Ganeshipur Uperhar is a small locality in Saidabad Block of Handia region situated in Prayagraj district, Uttar Pradesh, India. The native language of Ganeshipur Uperhar is Hindi and Urdu.This village consist of two primary school one PHC and Panchayat Bhavan. The current village head is Mr. Suresh Jaishwal And B.D.C. Mr. Vinod Tiwari Ex Village head was Rajbali Yadav And B.D.C. Shri Tribhuwannath Tiwari

== Geography ==
Ganeshipur Uperhar is located at 25°20'5"N to 82°5'54"E. It has an average elevation of 92 metres (301 feet). It is the village comes near on the way of NH-2 also popularly known as G.T. Road (Grand Trunk Road) National highways of India Ganga or Ganges is the only main river in this area. It consists of a canal nearbuy its cultivated land, naming bairagiya naala and small ponds near by this village. It has a very big area of cultivated land naming kachhar.

== Demographics ==
As per the 2011 Census, Ganeshipur Uperhar Village has a population of 4.74 k (4,742) with 2.76 k (2,756) males and 1.99 k (1,986) females.The sex ratio in Ganeshipur Uperhar is 721, indicating a below-average ratio compared to the national average of 943.

In 2024, Ganeshipur Uperhar Village current estimated population is projected to be 5.63 k (5,630), indicating a 18.72% increased from Ganeshipur Uperhar's population in the 2011 census. In 2024, the estimated male population is 3.26k, and the estimated female population is 2.37k.

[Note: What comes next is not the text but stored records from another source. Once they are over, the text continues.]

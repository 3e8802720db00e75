//! The underlying API for mobile confirmations. In most cases you should
//! stick to using the manager, but if you need more control over the
//! requests, you can use this API directly.

mod helpers;

use crate::account::AccountRegistry;
use crate::error::{ConfirmationError, Error, Result};
use crate::guard::{self, ConfirmationTag};
use crate::helpers::{fetch_server_time, get_url, mobile_client_cookies, parses_response, COMMUNITY_HOSTNAME};
use crate::response::MobileConfirmation;
use crate::storage::CookieStore;
use crate::transport::{HttpRequest, RequestStrategy};
use crate::types::TradeOfferId;
use std::sync::Arc;
use serde::Deserialize;

/// Steam serves this marker when it does not recognize the authenticator
/// that signed the request. It appears in both response formats.
const INVALID_AUTHENTICATOR_MESSAGE: &str = "Invalid authenticator";

/// The API for mobile confirmations.
///
/// Every request is signed with the account's identity secret against
/// Steam's clock and carries the account's stored session cookies.
#[derive(Clone)]
pub struct MobileAPI {
    registry: Arc<AccountRegistry>,
    store: Arc<dyn CookieStore>,
    strategy: Arc<dyn RequestStrategy>,
}

impl MobileAPI {
    /// Hostname for requests.
    const HOSTNAME: &'static str = COMMUNITY_HOSTNAME;

    pub(crate) fn new(
        registry: Arc<AccountRegistry>,
        store: Arc<dyn CookieStore>,
        strategy: Arc<dyn RequestStrategy>,
    ) -> Self {
        Self {
            registry,
            store,
            strategy,
        }
    }

    /// Gets the account's pending confirmations.
    ///
    /// Steam serves these either as JSON or as an HTML page depending on
    /// which client it believes it is talking to. Both formats are handled.
    pub async fn get_confirmations(
        &self,
        login: &str,
    ) -> Result<Vec<MobileConfirmation>> {
        #[derive(Deserialize)]
        struct GetConfirmationsResponse {
            success: bool,
            #[serde(default)]
            message: Option<String>,
            #[serde(default)]
            detail: Option<String>,
            #[serde(default)]
            conf: Vec<MobileConfirmation>,
        }

        let steamid = self.registry.steamid(login)?;
        let request = self.confirmation_request(login, "/mobileconf/getlist", ConfirmationTag::Conf).await?
            .with_cookie("steamid", u64::from(steamid).to_string())
            .with_cookie("Steam_Language", "english");
        let body = self.strategy.request(request).await?;

        if body.contains(INVALID_AUTHENTICATOR_MESSAGE) {
            return Err(ConfirmationError::InvalidAuthenticator.into());
        }

        if body.trim_start().starts_with('{') {
            let response: GetConfirmationsResponse = parses_response(&body)?;

            if !response.success {
                let message = response.message
                    .or(response.detail)
                    .unwrap_or_else(|| "Confirmations could not be loaded".into());

                return Err(Error::Response(message));
            }

            return Ok(response.conf);
        }

        Ok(helpers::parse_confirmations(&body)?)
    }

    /// Accepts a confirmation. Returns the server's success flag verbatim.
    pub async fn accept_confirmation(
        &self,
        login: &str,
        confirmation: &MobileConfirmation,
    ) -> Result<bool> {
        self.send_confirmation_ajax(login, confirmation.id, confirmation.nonce, ConfirmationTag::Allow).await
    }

    /// Cancels a confirmation. Returns the server's success flag verbatim.
    pub async fn cancel_confirmation(
        &self,
        login: &str,
        confirmation: &MobileConfirmation,
    ) -> Result<bool> {
        self.send_confirmation_ajax(login, confirmation.id, confirmation.nonce, ConfirmationTag::Cancel).await
    }

    /// Accepts the confirmation created by the given trade offer.
    ///
    /// Fails with [`ConfirmationError::NotFound`] if the offer has no
    /// pending confirmation.
    pub async fn accept_confirmation_for_offer(
        &self,
        login: &str,
        tradeofferid: TradeOfferId,
    ) -> Result<bool> {
        let confirmations = self.get_confirmations(login).await?;
        let confirmation = confirmations.iter()
            .find(|confirmation| confirmation.is_for_offer(tradeofferid))
            .ok_or(ConfirmationError::NotFound(tradeofferid))?;

        self.send_confirmation_ajax(login, confirmation.id, confirmation.nonce, ConfirmationTag::Allow).await
    }

    async fn send_confirmation_ajax(
        &self,
        login: &str,
        id: u64,
        nonce: u64,
        tag: ConfirmationTag,
    ) -> Result<bool> {
        #[derive(Deserialize)]
        struct SendConfirmationResponse {
            success: bool,
        }

        let request = self.confirmation_request(login, "/mobileconf/ajaxop", tag).await?
            .with_param("op", tag.to_string())
            .with_param("cid", id.to_string())
            .with_param("ck", nonce.to_string());
        let body = self.strategy.request(request).await?;

        if body.contains(INVALID_AUTHENTICATOR_MESSAGE) {
            return Err(ConfirmationError::InvalidAuthenticator.into());
        }

        let response: SendConfirmationResponse = parses_response(&body)?;

        Ok(response.success)
    }

    /// Builds a request for a confirmation endpoint, signed with the
    /// account's identity secret. The signed tag and the `tag` parameter
    /// must agree or Steam rejects the request.
    async fn confirmation_request(
        &self,
        login: &str,
        pathname: &str,
        tag: ConfirmationTag,
    ) -> Result<HttpRequest> {
        let steamid = self.registry.steamid(login)?;
        let authenticator = self.registry.authenticator(login)?;
        let server_time = fetch_server_time(self.strategy.as_ref()).await?;
        let key = guard::generate_confirmation_hash(
            &authenticator.identity_secret,
            tag,
            server_time,
        )?;
        let cookies = self.store.get(login, Self::HOSTNAME).await?;
        let request = HttpRequest::get(Self::get_url(pathname))
            .with_cookies(cookies)
            .with_cookies(mobile_client_cookies())
            .with_header("X-Requested-With", "com.valvesoftware.android.steam.community")
            .with_param("p", authenticator.device_id)
            .with_param("a", u64::from(steamid).to_string())
            .with_param("k", key)
            .with_param("t", server_time.to_string())
            .with_param("m", "react")
            .with_param("tag", tag.to_string());

        Ok(request)
    }

    fn get_url(pathname: &str) -> String {
        get_url(Self::HOSTNAME, pathname)
    }
}
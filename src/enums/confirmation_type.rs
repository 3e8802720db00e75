use serde::{Serialize, Deserialize};
use strum_macros::Display;

/// The type of confirmation.
#[derive(Debug, Serialize, Deserialize, Display, PartialEq, Clone, Copy)]
#[repr(u32)]
#[serde(from = "u32")]
pub enum ConfirmationType {
    /// Generic.
    Generic = 1,
    /// Confirmation to confirm trade.
    Trade = 2,
    /// Confirmation to confirm on market.
    MarketSell = 3,
    /// Confirmation for account recovery.
    AccountRecovery = 6,
    /// Unknown.
    Unknown(u32),
}

impl Default for ConfirmationType {
    fn default() -> Self {
        Self::Generic
    }
}

impl From<u32> for ConfirmationType {
    fn from(number: u32) -> Self {
        match number {
            1 => ConfirmationType::Generic,
            2 => ConfirmationType::Trade,
            3 => ConfirmationType::MarketSell,
            6 => ConfirmationType::AccountRecovery,
            other => ConfirmationType::Unknown(other),
        }
    }
}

Ganeshipur Uperhar Village has a literacy rate of 74.5%.

== Transportation ==

The nearest railway station to Ganeshipur Uperhar (Brahmin Basti) is Saidabad and Handia Khas, which is located in and around 6.0 and 14.0 kilometer distance.Other stations and their distances from Mamakudi: Handia Khas railway station, 14.0 km. Meja Road railway station,16.1 km. Bheerpur railway station, 17.6 km. Birpur railway station, 13.6 km. Unchdih railway station, 15.2 km. The nearest airport to Ganeshipur Uperhar (Brahmin Basti) is Prayagraj Airport, situated at 40.1 km distance. A few more airports around Ganeshipur Uperhar are as follows: Lal Bahadur Shastri Airport, 76.5 km. Sultanpur Airport, 103.4 km.